Copyright © Practical Fishkeeping. Danios are often overlooked and underfed.

Why is it that so many aquatic shops under feed their fish? Asks PPM Aquatic correspondent Jeremy Gay.

I'm a fish fanantic through and through and my life, my hobby, and my work take me to hundreds of aquatic shops every year. I've even worked in five aquatic shops myself, as has my girlfriend, so I think I can tell the difference between a good one and a bad one. 

But what makes a good shop to the average store manager is often at odds with what I want from a good shop, and at odds with what the average hobbyist wants.

Shelving

When I go on shoptours I take notice of all areas in an aquatic shop from fixtures and fittings to POS and livestock, though my main priority is always the fish. Some proprietors and owners will try to wow me with their shiny new tanks, dry goods areas and I've even been forced to look on at a new lift!

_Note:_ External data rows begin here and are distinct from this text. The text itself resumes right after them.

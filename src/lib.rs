//! A distributed MapReduce engine for key/value pair stores kept in
//! SQLite databases.
//!
//! A single coordinator splits an input store into shards, hands out
//! map and reduce tasks to a dynamic set of workers over gRPC, and
//! merges the final shards into one output store. Workers fetch input
//! shards over HTTP from peer workers, run the workload's map and
//! reduce functions, and serve their own output shards to later
//! stages. Data never passes through the coordinator until the final
//! merge.

use std::fmt;

use futures::future::BoxFuture;
use tokio::sync::mpsc;

pub mod cmd;
pub mod coordinator;
pub mod error;
pub mod fetch;
pub mod mapper;
pub mod reducer;
pub mod rpc;
pub mod serve;
pub mod standalone;
pub mod store;
pub mod worker;
pub mod workload;

pub use error::{Error, Result};

/// Generated gRPC contract between coordinator and workers.
pub mod pb {
    tonic::include_proto!("mapreduce");
}

/////////////////////////////////////////////////////////////////////////////
// MapReduce application types
/////////////////////////////////////////////////////////////////////////////

/// A map function takes an input key/value pair and a bounded stream
/// to emit output pairs on. The stream closes when the sender is
/// dropped, which the function does simply by returning.
pub type MapFn =
    fn(key: String, value: String, out: mpsc::Sender<Pair>) -> BoxFuture<'static, anyhow::Result<()>>;

/// A reduce function takes a key, a bounded stream of the values
/// grouped under that key, and a bounded stream to emit output pairs
/// on. The value stream closing is the only signal that the key is
/// exhausted; the function must not return before then, and returning
/// closes the output stream.
pub type ReduceFn = fn(
    key: String,
    values: mpsc::Receiver<String>,
    out: mpsc::Sender<Pair>,
) -> BoxFuture<'static, anyhow::Result<()>>;

/// A MapReduce application.
#[derive(Copy, Clone)]
pub struct Workload {
    pub map_fn: MapFn,
    pub reduce_fn: ReduceFn,
}

/////////////////////////////////////////////////////////////////////////////
// Key-value pairs
/////////////////////////////////////////////////////////////////////////////

/// A single key/value pair. Keys are not unique within a store.
#[derive(Clone, Eq, PartialEq, Hash, Debug)]
pub struct Pair {
    /// The key.
    pub key: String,
    /// The value.
    pub value: String,
}

impl Pair {
    /// Construct a new pair from the given key and value.
    pub fn new(key: impl Into<String>, value: impl Into<String>) -> Self {
        Self {
            key: key.into(),
            value: value.into(),
        }
    }
}

impl fmt::Display for Pair {
    fn fmt(&self, f: &mut fmt::Formatter<'_>) -> fmt::Result {
        write!(f, "{} {}", self.key, self.value)
    }
}

/////////////////////////////////////////////////////////////////////////////
// Partitioning
/////////////////////////////////////////////////////////////////////////////

/// Hashes an intermediate key with 32-bit FNV-1.
///
/// Part of the wire contract: every worker must route a key to the
/// same reduce partition, in every phase, or shards go missing.
pub fn ihash(key: &str) -> u32 {
    const OFFSET_BASIS: u32 = 2_166_136_261;
    const PRIME: u32 = 16_777_619;

    let mut hash = OFFSET_BASIS;
    for byte in key.as_bytes() {
        hash = hash.wrapping_mul(PRIME);
        hash ^= u32::from(*byte);
    }
    hash
}

/// Compute the reduce partition for a key: `ihash(key) % n_reduce`.
pub fn partition(key: &str, n_reduce: u32) -> u32 {
    ihash(key) % n_reduce
}

/////////////////////////////////////////////////////////////////////////////
// Pipeline tuning
/////////////////////////////////////////////////////////////////////////////

/// Capacity of the stream a map function emits pairs on.
pub const MAP_OUT_CAPACITY: usize = 200;

/// Capacity of the per-key value stream fed to a reduce function.
pub const REDUCE_IN_CAPACITY: usize = 100;

/// Capacity of the stream a reduce function emits pairs on.
pub const REDUCE_OUT_CAPACITY: usize = 100;

/// Capacity of the channel bridging a blocking store scan into the
/// async pipeline.
pub(crate) const SCAN_CAPACITY: usize = 64;

/// How often a worker polls the coordinator for a job, in milliseconds.
pub const REQUEST_INTERVAL_MS: u64 = 100;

They try to get us to take photos of their new shelving too, convinced that that is what the fishkeeper will want to see, when really it's just them being a bit anal. After all, if people want to look at shelving in their spare time they'll go to Tesco, right?

Fish health

For me what makes a good shop is not one with a good selection of fish, but a good selection of healthy, well fed fish.

The past ten years has seen the much wider use of test kits from both retailers and hobbyists, which is great for detecting and even preventing problems, but I think that it has also created a culture of over cautious fishkeepers.

In PFK we always used to ask for a tip from the retailers we visited. A recurring answer would be not to overfeed your fish.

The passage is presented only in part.